The prose is workmanlike and does little to evoke a sense of place in either the Midwest, Cape Cod, or Maine. There is no lyricism here and, again, the finely observed details of, say, Nobody’s Fool are missing. The sense of place is fine, but that’s all it is. Fine. The worst of it comes with inane observations, “Fynch was a tall man, and his suit was well tailored and expensive looking. He seemed comfortable in it, as men who wear suits every day often are.” (189) Sigh. This is more of a problem if you’re familiar with the author because he’s capable of so much more.

There is a set piece late in the novel, built around an improbable event with an old man, a wheelchair and a tree. Hilarity does not ensue. It’s a piece of intended slapstick that feels like it is stuck in for comic effect. There is not the inevitable tension-building that the device of Occam’s Razor provides in Straight Man. There’s just an unfortunate accident coupled with overreactions and misunderstandings.
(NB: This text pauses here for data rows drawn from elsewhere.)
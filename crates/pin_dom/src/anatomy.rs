/// `data-part` values a rendering layer puts on the control's elements.
#[derive(Clone, Copy, Debug, PartialEq, Eq, Hash)]
pub enum Part {
    Container,
    Label,
    HiddenInput,
    InputGroup,
    Input,
}

impl Part {
    pub fn as_str(self) -> &'static str {
        match self {
            Part::Container => "container",
            Part::Label => "label",
            Part::HiddenInput => "hidden-input",
            Part::InputGroup => "input-group",
            Part::Input => "input",
        }
    }
}

pub const DATA_PART: &str = "data-part";
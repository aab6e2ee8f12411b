//! Construction errors.
//!
//! Runtime events never fail: out-of-range focus is clamped and unmatched
//! events are ignored. Only building a control with bad options is rejected.

use thiserror::Error;

#[derive(Debug, Clone, PartialEq, Eq, Error)]
pub enum PinInputError {
    #[error("a pin input needs at least one field")]
    NoFields,

    #[error("{given} initial values supplied for {num_of_fields} fields")]
    TooManyValues { given: usize, num_of_fields: usize },

    #[error("initial value {value:?} at slot {index} is not a single character")]
    InvalidSlotValue { index: usize, value: String },
}
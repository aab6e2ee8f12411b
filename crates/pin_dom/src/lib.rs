//! # pin_dom
//!
//! Integration layer between a [`pin_input::PinInput`] controller and a
//! DOM-like host.
//!
//! - [`connect`]: prop bundles for the label, the hidden form field and each
//!   slot input, with handlers that translate [`DomEvent`]s into controller events
//! - [`FrameFocusQueue`]: focus executor that defers focus moves to the next frame
//! - [`HeadlessDocument`]: a host without a browser, for tests and tools
//!
//! Rendering, styling and real DOM access stay with the embedding application.

mod anatomy;
mod dom_event;
mod focus_queue;
mod host;
mod props;

pub use anatomy::{DATA_PART, Part};
pub use dom_event::{Dispatch, DomEvent};
pub use focus_queue::FrameFocusQueue;
pub use host::{HeadlessDocument, Target};
pub use props::{HiddenInputProps, InputProps, LabelProps, PartProps, PinInputApi, connect};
Perhaps if Russo had honed in more on the parallels with the protagonist’s short story and his own parents or the weddings that bookend the narrative with the protagonist’s marriage, there would have been something more compelling here, but overall the narrative came across as unfocused and ineffective. In the last pages, Griffin, the main character observes, “Late middle age was a time of life when everything was predictable and yet somehow you failed to see any of it coming.” The same cannot be said of this novel: the reader will not fail to see any of it coming because That Old Cape Magic has none of its own.